The price of green hydrogen, the most sustainable form of hydrogen, will still be more expensive than natural gas in ten years, ABN AMRO reports Wednesday in a report on green hydrogen.

The difference is shrinking, but green hydrogen will still not be able to compete well with fossil fuels in 2030.

Hydrogen can be an alternative to fossil fuels.

Hydrogen extracted from natural gas or coal is gray.

When the CO2 that is released is captured and stored, it is blue.

If hydrogen is extracted entirely with renewable energy, such as solar or wind energy, it is green.

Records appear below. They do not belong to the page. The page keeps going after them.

// Copyright (c) 2025 Geoffrey Huntley <ghuntley@ghuntley.com>. All rights reserved.
// SPDX-License-Identifier: Proprietary

//! Provisioning run endpoints.
//!
//! - `POST /api/provisioning` admits a request and drives it in the background
//! - `GET /api/provisioning/{run_id}` reports status and, once complete, URLs
//! - `GET /api/provisioning/{run_id}/steps` returns the step audit trail
//! - `POST /api/provisioning/{run_id}/{cancel,rollback,resume}` operator actions

use axum::{
	extract::{Path, State},
	http::StatusCode,
	Json,
};
use bazaar_server_db::{Outcome, ProvisioningRun, RunId, Stage, StepRecord};
use bazaar_server_provisioning::{ProvisioningRequest, RunStatus};
use serde::{Deserialize, Serialize};

use crate::{api::AppState, error::ServerError};

#[derive(Debug, Serialize, Deserialize)]
pub struct SubmitResponse {
	pub run_id: RunId,
	pub is_new: bool,
}

#[derive(Debug, Serialize, Deserialize)]
pub struct StepsResponse {
	pub run_id: RunId,
	pub stage: Stage,
	pub outcome: Outcome,
	pub failure_reason: Option<String>,
	pub rollback_requested: bool,
	pub steps: Vec<StepRecord>,
}

#[derive(Debug, Default, Deserialize)]
pub struct RollbackRequest {
	#[serde(default)]
	pub reason: Option<String>,
}

fn status_of(state: &AppState, run: &ProvisioningRun) -> RunStatus {
	RunStatus::from_run(run, &state.orchestrator.config().urls)
}

/// Returns 202 when a new run was started, 200 when the key was already known.
#[tracing::instrument(skip(state, request), fields(idempotency_key = %request.idempotency_key))]
pub async fn submit_provisioning(
	State(state): State<AppState>,
	Json(request): Json<ProvisioningRequest>,
) -> Result<(StatusCode, Json<SubmitResponse>), ServerError> {
	let admission = state.orchestrator.start(request).await?;
	let status = if admission.is_new {
		StatusCode::ACCEPTED
	} else {
		StatusCode::OK
	};
	Ok((
		status,
		Json(SubmitResponse {
			run_id: admission.run_id,
			is_new: admission.is_new,
		}),
	))
}

pub async fn get_provisioning_status(
	State(state): State<AppState>,
	Path(run_id): Path<RunId>,
) -> Result<Json<RunStatus>, ServerError> {
	Ok(Json(state.orchestrator.status_view(run_id).await?))
}

pub async fn get_provisioning_steps(
	State(state): State<AppState>,
	Path(run_id): Path<RunId>,
) -> Result<Json<StepsResponse>, ServerError> {
	let run = state.orchestrator.status(run_id).await?;
	Ok(Json(StepsResponse {
		run_id: run.id,
		stage: run.stage,
		outcome: run.outcome,
		failure_reason: run.failure_reason,
		rollback_requested: run.rollback_requested,
		steps: run.steps,
	}))
}

#[tracing::instrument(skip(state), fields(run_id = %run_id))]
pub async fn cancel_provisioning(
	State(state): State<AppState>,
	Path(run_id): Path<RunId>,
) -> Result<Json<RunStatus>, ServerError> {
	let run = state.orchestrator.cancel(run_id).await?;
	Ok(Json(status_of(&state, &run)))
}

#[tracing::instrument(skip(state, body), fields(run_id = %run_id))]
pub async fn rollback_provisioning(
	State(state): State<AppState>,
	Path(run_id): Path<RunId>,
	body: Option<Json<RollbackRequest>>,
) -> Result<Json<RunStatus>, ServerError> {
	let reason = body.and_then(|Json(b)| b.reason);
	let run = state
		.orchestrator
		.rollback(run_id, reason.as_deref())
		.await?;
	Ok(Json(status_of(&state, &run)))
}

/// Drive an interrupted run again in the background.
#[tracing::instrument(skip(state), fields(run_id = %run_id))]
pub async fn resume_provisioning(
	State(state): State<AppState>,
	Path(run_id): Path<RunId>,
) -> Result<(StatusCode, Json<RunStatus>), ServerError> {
	let run = state.orchestrator.status(run_id).await?;
	if run.stage.is_terminal() {
		return Ok((StatusCode::OK, Json(status_of(&state, &run))));
	}
	state.orchestrator.spawn_drive(run_id);
	Ok((StatusCode::ACCEPTED, Json(status_of(&state, &run))))
}
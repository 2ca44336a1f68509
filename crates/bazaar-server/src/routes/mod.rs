// Copyright (c) 2025 Geoffrey Huntley <ghuntley@ghuntley.com>. All rights reserved.
// SPDX-License-Identifier: Proprietary

pub mod health;
pub mod namespaces;
pub mod provisioning;
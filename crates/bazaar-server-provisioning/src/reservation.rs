// Copyright (c) 2025 Geoffrey Huntley <ghuntley@ghuntley.com>. All rights reserved.
// SPDX-License-Identifier: Proprietary

//! Namespace reservation service.
//!
//! A namespace (subdomain or custom domain) moves through
//! `held -> confirmed` on success or `held -> released` on rollback. Held
//! reservations carry an expiry so a run that never resumes cannot starve
//! the name forever.

use std::sync::Arc;
use std::time::Duration;

use bazaar_server_db::{DbError, NamespaceStore, ReserveOutcome, RunId};
use chrono::Utc;
use tracing::{info, instrument, warn};

#[derive(Clone)]
pub struct NamespaceReservation {
	store: Arc<dyn NamespaceStore>,
}

impl NamespaceReservation {
	pub fn new(store: Arc<dyn NamespaceStore>) -> Self {
		Self { store }
	}

	/// Hold `name` for `run_id` until `ttl` elapses.
	#[instrument(skip(self), fields(namespace = %name, run_id = %run_id))]
	pub async fn reserve(
		&self,
		name: &str,
		run_id: RunId,
		ttl: Duration,
	) -> Result<ReserveOutcome, DbError> {
		let now = Utc::now();
		let ttl = chrono::Duration::from_std(ttl)
			.map_err(|e| DbError::Internal(format!("reservation ttl out of range: {e}")))?;
		let outcome = self.store.try_reserve(name, run_id, now + ttl, now).await?;

		match outcome {
			ReserveOutcome::Reserved => info!("Namespace reserved"),
			ReserveOutcome::Conflict { holder } => {
				warn!(holder = %holder, "Namespace reservation conflict")
			}
		}
		Ok(outcome)
	}

	/// Make the binding permanent. Returns `false` if the run no longer holds
	/// the namespace.
	#[instrument(skip(self), fields(namespace = %name, run_id = %run_id))]
	pub async fn confirm(&self, name: &str, run_id: RunId) -> Result<bool, DbError> {
		let confirmed = self.store.confirm(name, run_id).await?;
		if confirmed {
			info!("Namespace confirmed");
		}
		Ok(confirmed)
	}

	/// Release the namespace if this run holds it. Safe to repeat.
	#[instrument(skip(self), fields(namespace = %name, run_id = %run_id))]
	pub async fn release(&self, name: &str, run_id: RunId) -> Result<bool, DbError> {
		let released = self.store.release(name, run_id).await?;
		if released {
			info!("Namespace released");
		}
		Ok(released)
	}

	/// Whether no live reservation exists for `name`.
	pub async fn is_free(&self, name: &str) -> Result<bool, DbError> {
		let now = Utc::now();
		Ok(
			self
				.store
				.get_reservation(name)
				.await?
				.map(|r| !r.is_live(now))
				.unwrap_or(true),
		)
	}

	#[instrument(skip(self))]
	pub async fn release_expired(&self) -> Result<u64, DbError> {
		let released = self.store.release_expired(Utc::now()).await?;
		if released > 0 {
			info!(released, "Released expired namespace reservations");
		}
		Ok(released)
	}
}
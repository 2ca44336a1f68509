// Copyright (c) 2025 Geoffrey Huntley <ghuntley@ghuntley.com>. All rights reserved.
// SPDX-License-Identifier: Proprietary

use axum::{
	http::StatusCode,
	response::{IntoResponse, Response},
	Json,
};
use bazaar_server_db::DbError;
use bazaar_server_provisioning::ProvisioningError;
use serde::Serialize;
use thiserror::Error;

#[derive(Debug, Error)]
pub enum ServerError {
	#[error("not found: {0}")]
	NotFound(String),

	#[error("conflict: {0}")]
	Conflict(String),

	#[error("not cancellable: {0}")]
	NotCancellable(String),

	#[error("invalid request: {0}")]
	BadRequest(String),

	#[error("database error: {0}")]
	Database(String),

	#[error("internal error: {0}")]
	Internal(String),
}

#[derive(Debug, Serialize)]
pub struct ErrorResponse {
	pub error: String,
	pub message: String,
}

impl ServerError {
	fn parts(&self) -> (StatusCode, &'static str, &str) {
		match self {
			ServerError::NotFound(m) => (StatusCode::NOT_FOUND, "not_found", m),
			ServerError::Conflict(m) => (StatusCode::CONFLICT, "conflict", m),
			ServerError::NotCancellable(m) => (StatusCode::CONFLICT, "not_cancellable", m),
			ServerError::BadRequest(m) => (StatusCode::BAD_REQUEST, "invalid_request", m),
			ServerError::Database(m) => (StatusCode::INTERNAL_SERVER_ERROR, "database_error", m),
			ServerError::Internal(m) => (StatusCode::INTERNAL_SERVER_ERROR, "internal_error", m),
		}
	}
}

impl IntoResponse for ServerError {
	fn into_response(self) -> Response {
		let (status, error, message) = self.parts();
		if status.is_server_error() {
			tracing::error!(error, message, "Request failed");
		}
		(
			status,
			Json(ErrorResponse {
				error: error.to_string(),
				message: message.to_string(),
			}),
		)
			.into_response()
	}
}

impl From<ProvisioningError> for ServerError {
	fn from(err: ProvisioningError) -> Self {
		match err {
			ProvisioningError::RunNotFound(id) => {
				ServerError::NotFound(format!("provisioning run {id} not found"))
			}
			e @ ProvisioningError::NotCancellable { .. } => ServerError::NotCancellable(e.to_string()),
			e @ ProvisioningError::InvalidTransition { .. } => ServerError::Conflict(e.to_string()),
			ProvisioningError::InvalidRequest(m) => ServerError::BadRequest(m),
			ProvisioningError::Database(e) => e.into(),
			ProvisioningError::Internal(m) => ServerError::Internal(m),
		}
	}
}

impl From<DbError> for ServerError {
	fn from(err: DbError) -> Self {
		match err {
			DbError::NotFound(m) => ServerError::NotFound(m),
			DbError::Conflict(m) => ServerError::Conflict(m),
			e => ServerError::Database(e.to_string()),
		}
	}
}

#[cfg(test)]
mod tests {
	use super::*;
	use bazaar_server_db::{RunId, Stage};

	#[test]
	fn provisioning_errors_map_to_statuses() {
		let cases = [
			(
				ProvisioningError::RunNotFound(RunId::generate()),
				StatusCode::NOT_FOUND,
				"not_found",
			),
			(
				ProvisioningError::NotCancellable {
					run_id: RunId::generate(),
					stage: Stage::CreatingTenant,
				},
				StatusCode::CONFLICT,
				"not_cancellable",
			),
			(
				ProvisioningError::InvalidTransition {
					from: Stage::Completed,
					to: Stage::Compensating,
				},
				StatusCode::CONFLICT,
				"conflict",
			),
			(
				ProvisioningError::InvalidRequest("idempotency_key is required".into()),
				StatusCode::BAD_REQUEST,
				"invalid_request",
			),
			(
				ProvisioningError::Database(DbError::Internal("disk full".into())),
				StatusCode::INTERNAL_SERVER_ERROR,
				"database_error",
			),
		];

		for (err, status, code) in cases {
			let server: ServerError = err.into();
			let (actual_status, actual_code, _) = server.parts();
			assert_eq!(actual_status, status);
			assert_eq!(actual_code, code);
		}
	}
}
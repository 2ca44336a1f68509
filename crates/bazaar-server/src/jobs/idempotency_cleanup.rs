// Copyright (c) 2025 Geoffrey Huntley <ghuntley@ghuntley.com>. All rights reserved.
// SPDX-License-Identifier: Proprietary

use async_trait::async_trait;
use bazaar_server_jobs::{Job, JobContext, JobError, JobOutput};
use bazaar_server_provisioning::IdempotencyGuard;
use tracing::instrument;

use super::retryable;

/// Forgets idempotency keys older than the retention window. The runs they
/// pointed at are kept.
pub struct IdempotencyKeyCleanupJob {
	guard: IdempotencyGuard,
}

impl IdempotencyKeyCleanupJob {
	pub fn new(guard: IdempotencyGuard) -> Self {
		Self { guard }
	}
}

#[async_trait]
impl Job for IdempotencyKeyCleanupJob {
	fn id(&self) -> &str {
		"idempotency-key-cleanup"
	}

	fn name(&self) -> &str {
		"Idempotency Key Cleanup"
	}

	fn description(&self) -> &str {
		"Delete idempotency keys past the retention window"
	}

	#[instrument(skip(self, ctx), fields(job_id = "idempotency-key-cleanup"))]
	async fn run(&self, ctx: &JobContext) -> Result<JobOutput, JobError> {
		if ctx.is_cancelled() {
			return Err(JobError::Cancelled);
		}

		let purged = self.guard.purge_expired().await.map_err(retryable)?;

		Ok(
			JobOutput::message(format!("Purged {purged} expired idempotency keys"))
				.with_metadata(serde_json::json!({ "purged": purged })),
		)
	}
}
// Copyright (c) 2025 Geoffrey Huntley <ghuntley@ghuntley.com>. All rights reserved.
// SPDX-License-Identifier: Proprietary

use std::sync::Arc;
use std::time::Duration;

use bazaar_server_db::{Admission, IdempotencyStore, ProvisioningRequest, ProvisioningRun, RunId};
use chrono::Utc;
use serde::Serialize;
use sha2::{Digest, Sha256};
use tracing::{info, instrument, warn};

use crate::error::{ProvisioningError, Result};
use crate::validation::validate_idempotency_key;

/// Deduplicates submissions by their caller-supplied idempotency key.
#[derive(Clone)]
pub struct IdempotencyGuard {
	store: Arc<dyn IdempotencyStore>,
	window: Duration,
}

impl IdempotencyGuard {
	pub fn new(store: Arc<dyn IdempotencyStore>, window: Duration) -> Self {
		Self { store, window }
	}

	/// SHA-256 over the canonical JSON encoding of the request.
	pub fn fingerprint(request: &ProvisioningRequest) -> Result<String> {
		json_digest(request)
	}

	/// Create a run for a new key, or return the run already bound to it.
	///
	/// A replay with a different payload still resolves to the original run.
	#[instrument(skip(self, request), fields(key = %request.idempotency_key))]
	pub async fn admit(&self, request: ProvisioningRequest) -> Result<Admission> {
		validate_idempotency_key(&request.idempotency_key)
			.map_err(ProvisioningError::InvalidRequest)?;

		let fingerprint = Self::fingerprint(&request)?;
		let run = ProvisioningRun::new(request);
		let window = chrono::Duration::from_std(self.window).map_err(|e| {
			ProvisioningError::InvalidRequest(format!("idempotency window out of range: {e}"))
		})?;
		let admission = self
			.store
			.admit(&fingerprint, &run, run.created_at + window)
			.await?;

		if admission.is_new {
			info!(run_id = %admission.run_id, "Provisioning run admitted");
		} else if admission.fingerprint != fingerprint {
			warn!(
				run_id = %admission.run_id,
				"Idempotency key replayed with a different payload; returning existing run"
			);
		} else {
			info!(run_id = %admission.run_id, "Duplicate provisioning request deduplicated");
		}

		Ok(admission)
	}

	pub async fn lookup(&self, key: &str) -> Result<Option<RunId>> {
		Ok(self.store.lookup(key, Utc::now()).await?)
	}

	#[instrument(skip(self))]
	pub async fn purge_expired(&self) -> Result<u64> {
		let purged = self.store.purge_expired(Utc::now()).await?;
		if purged > 0 {
			info!(purged, "Purged expired idempotency keys");
		}
		Ok(purged)
	}
}

fn json_digest<T: Serialize + ?Sized>(value: &T) -> Result<String> {
	let encoded = serde_json::to_vec(value)
		.map_err(|e| ProvisioningError::Internal(format!("request fingerprint: {e}")))?;
	Ok(hex::encode(Sha256::digest(&encoded)))
}

#[cfg(test)]
mod tests {
	use super::*;
	use bazaar_server_db::testing::{create_test_pool, sample_request};
	use bazaar_server_db::IdempotencyRepository;

	async fn guard(window: Duration) -> IdempotencyGuard {
		let pool = create_test_pool().await;
		IdempotencyGuard::new(Arc::new(IdempotencyRepository::new(pool)), window)
	}

	#[test]
	fn test_fingerprint_is_stable_and_payload_sensitive() {
		let a = sample_request("k1", "acme");
		let mut b = a.clone();
		let fa = IdempotencyGuard::fingerprint(&a).unwrap();
		assert_eq!(fa, IdempotencyGuard::fingerprint(&b).unwrap());

		b.primary_color = "#000000".to_string();
		assert_ne!(fa, IdempotencyGuard::fingerprint(&b).unwrap());
		assert_eq!(fa.len(), 64);
	}

	#[test]
	fn test_unencodable_payload_is_an_error_not_an_empty_digest() {
		let mut payload = std::collections::HashMap::new();
		payload.insert((1u8, 2u8), "x");

		let result = json_digest(&payload);

		assert!(matches!(result, Err(ProvisioningError::Internal(msg)) if msg.contains("fingerprint")));
	}

	#[tokio::test]
	async fn test_second_admission_returns_same_run() {
		let guard = guard(Duration::from_secs(3600)).await;

		let first = guard.admit(sample_request("k1", "acme")).await.unwrap();
		let second = guard.admit(sample_request("k1", "acme")).await.unwrap();

		assert!(first.is_new);
		assert!(!second.is_new);
		assert_eq!(first.run_id, second.run_id);
		assert_eq!(guard.lookup("k1").await.unwrap(), Some(first.run_id));
	}

	#[tokio::test]
	async fn test_different_payload_still_returns_existing_run() {
		let guard = guard(Duration::from_secs(3600)).await;

		let first = guard.admit(sample_request("k1", "acme")).await.unwrap();
		let second = guard.admit(sample_request("k1", "globex")).await.unwrap();

		assert_eq!(first.run_id, second.run_id);
		assert!(!second.is_new);
		assert_ne!(
			second.fingerprint,
			IdempotencyGuard::fingerprint(&sample_request("k1", "globex")).unwrap()
		);
	}

	#[tokio::test]
	async fn test_blank_key_rejected() {
		let guard = guard(Duration::from_secs(3600)).await;
		let result = guard.admit(sample_request("  ", "acme")).await;
		assert!(matches!(result, Err(ProvisioningError::InvalidRequest(_))));
	}

	#[tokio::test]
	async fn test_expired_key_admits_new_run() {
		let guard = guard(Duration::ZERO).await;

		let first = guard.admit(sample_request("k1", "acme")).await.unwrap();
		assert_eq!(guard.lookup("k1").await.unwrap(), None);
		assert_eq!(guard.purge_expired().await.unwrap(), 1);

		let second = guard.admit(sample_request("k1", "acme")).await.unwrap();
		assert!(second.is_new);
		assert_ne!(first.run_id, second.run_id);
	}
}
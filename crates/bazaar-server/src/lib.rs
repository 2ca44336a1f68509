// Copyright (c) 2025 Geoffrey Huntley <ghuntley@ghuntley.com>. All rights reserved.
// SPDX-License-Identifier: Proprietary

//! Bazaar marketplace provisioning server.
//!
//! Accepts payment-authorized provisioning requests over HTTP, drives them
//! through the provisioning orchestrator and runs the maintenance jobs that
//! keep reservations, idempotency keys and stuck compensations in check.

pub mod api;
pub mod error;
pub mod jobs;
pub mod notify;
pub mod routes;

pub use api::{create_app_state, create_router, orchestrator_config, AppState};
pub use bazaar_server_config::ServerConfig;
pub use error::ServerError;
pub use notify::{notifier_for, SmtpNotifier};
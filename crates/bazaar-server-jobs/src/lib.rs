// Copyright (c) 2025 Geoffrey Huntley <ghuntley@ghuntley.com>. All rights reserved.
// SPDX-License-Identifier: Proprietary

//! Background job scheduler for the bazaar server.
//!
//! Runs periodic maintenance work (reservation expiry, idempotency key
//! cleanup, stalled compensation escalation) with bounded retry, keeps a
//! short in-memory history of every run and rolls that history up into a
//! health status.

pub mod context;
pub mod error;
pub mod health;
pub mod history;
pub mod job;
pub mod scheduler;
pub mod types;

pub use context::{CancellationToken, JobContext};
pub use error::{JobError, Result};
pub use health::{HealthState, JobHealthStatus, JobsHealthStatus, LastRunInfo};
pub use history::RunHistory;
pub use job::Job;
pub use scheduler::{JobScheduler, RetrySettings};
pub use types::{JobOutput, JobRun, JobStatus, JobType, TriggerSource};
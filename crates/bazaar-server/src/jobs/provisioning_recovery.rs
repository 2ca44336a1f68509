// Copyright (c) 2025 Geoffrey Huntley <ghuntley@ghuntley.com>. All rights reserved.
// SPDX-License-Identifier: Proprietary

use std::sync::Arc;

use async_trait::async_trait;
use bazaar_server_jobs::{Job, JobContext, JobError, JobOutput};
use bazaar_server_provisioning::Orchestrator;
use tracing::instrument;

use super::retryable;

/// One-shot startup job that resumes every run left unfinished by a
/// previous process.
pub struct ProvisioningRecoveryJob {
	orchestrator: Arc<Orchestrator>,
}

impl ProvisioningRecoveryJob {
	pub fn new(orchestrator: Arc<Orchestrator>) -> Self {
		Self { orchestrator }
	}
}

#[async_trait]
impl Job for ProvisioningRecoveryJob {
	fn id(&self) -> &str {
		"provisioning-recovery"
	}

	fn name(&self) -> &str {
		"Provisioning Recovery"
	}

	fn description(&self) -> &str {
		"Resume provisioning runs interrupted by a restart"
	}

	#[instrument(skip(self, ctx), fields(job_id = "provisioning-recovery"))]
	async fn run(&self, ctx: &JobContext) -> Result<JobOutput, JobError> {
		if ctx.is_cancelled() {
			return Err(JobError::Cancelled);
		}

		let resumed = self
			.orchestrator
			.recover_incomplete()
			.await
			.map_err(retryable)?;

		let ids: Vec<String> = resumed.iter().map(|id| id.to_string()).collect();
		Ok(
			JobOutput::message(format!("Resumed {} incomplete runs", resumed.len()))
				.with_metadata(serde_json::json!({ "resumed": ids })),
		)
	}
}
// Copyright (c) 2025 Geoffrey Huntley <ghuntley@ghuntley.com>. All rights reserved.
// SPDX-License-Identifier: Proprietary

//! Configuration for the bazaar server.
//!
//! Layered configuration from built-in defaults, a TOML file and
//! `BAZAAR_SERVER_*` environment variables, resolved into a validated
//! [`ServerConfig`].
//!
//! ```ignore
//! use bazaar_server_config::load_config;
//!
//! let config = load_config()?;
//! println!("listening on {}", config.socket_addr());
//! ```

pub mod error;
pub mod layer;
pub mod sections;
pub mod sources;

use std::path::PathBuf;

pub use error::ConfigError;
pub use layer::ServerConfigLayer;
pub use sections::*;
pub use sources::{ConfigSource, DefaultsSource, EnvSource, Precedence, TomlSource};

use tracing::{debug, info};

/// Fully resolved server configuration.
#[derive(Debug, Clone, Default)]
pub struct ServerConfig {
	pub http: HttpConfig,
	pub database: DatabaseConfig,
	pub logging: LoggingConfig,
	pub provisioning: ProvisioningConfig,
	/// `None` when notification email is not configured.
	pub smtp: Option<SmtpConfig>,
}

impl ServerConfig {
	pub fn socket_addr(&self) -> String {
		format!("{}:{}", self.http.host, self.http.port)
	}
}

/// Load configuration with standard precedence.
///
/// Precedence (highest to lowest):
/// 1. Environment variables (`BAZAAR_SERVER_*`)
/// 2. Config file (`/etc/bazaar/server.toml`, if present)
/// 3. Built-in defaults
pub fn load_config() -> Result<ServerConfig, ConfigError> {
	load_from_sources(vec![
		Box::new(DefaultsSource),
		Box::new(TomlSource::system()),
		Box::new(EnvSource),
	])
}

/// Same as [`load_config`], reading the given file instead of the system one.
pub fn load_config_with_file(config_path: impl Into<PathBuf>) -> Result<ServerConfig, ConfigError> {
	load_from_sources(vec![
		Box::new(DefaultsSource),
		Box::new(TomlSource::new(config_path)),
		Box::new(EnvSource),
	])
}

pub fn load_config_from_env() -> Result<ServerConfig, ConfigError> {
	load_from_sources(vec![Box::new(EnvSource)])
}

fn load_from_sources(mut sources: Vec<Box<dyn ConfigSource>>) -> Result<ServerConfig, ConfigError> {
	sources.sort_by_key(|s| s.precedence());

	let mut merged = ServerConfigLayer::default();
	for source in sources {
		debug!(source = source.name(), "loading configuration source");
		merged.merge(source.load()?);
	}

	finalize(merged)
}

/// Resolve a merged layer into a validated configuration.
pub fn finalize(layer: ServerConfigLayer) -> Result<ServerConfig, ConfigError> {
	let http = layer.http.unwrap_or_default().finalize();
	let database = layer.database.unwrap_or_default().finalize();
	let logging = layer.logging.unwrap_or_default().finalize();
	let provisioning = layer.provisioning.unwrap_or_default().finalize()?;
	let smtp = layer.smtp.unwrap_or_default().finalize()?;

	info!(
		host = %http.host,
		port = http.port,
		database = %database.url,
		log_format = %logging.format,
		base_domain = %provisioning.base_domain,
		max_attempts = provisioning.max_attempts,
		smtp_configured = smtp.is_some(),
		"Server configuration loaded"
	);

	Ok(ServerConfig {
		http,
		database,
		logging,
		provisioning,
		smtp,
	})
}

If green hydrogen is produced on an industrial scale, one kilo will cost 2.19 euros in 2030.

But in order to compete with natural gas, the price must fall further, according to researchers at ABN AMRO, to 1.78 euros per kilo.

That is the expected price of natural gas in 2030, according to the bank.

The CO2 taxes will, according to the bank, be decisive for how competitive renewables such as green hydrogen will become.

Even with a sharp rise in CO2 taxes, which according to the bank will lead to a more expensive natural gas price in the next five years, the price of green hydrogen must first fall before a switch to sustainable fuel is worthwhile, according to the report.

The levies should start to apply in 2025.

According to the bank, industrial production processes, which can be converted into green hydrogen in the long term, are responsible for more than a third of CO2 emissions.

This makes it the largest source of CO2 emissions in the Netherlands.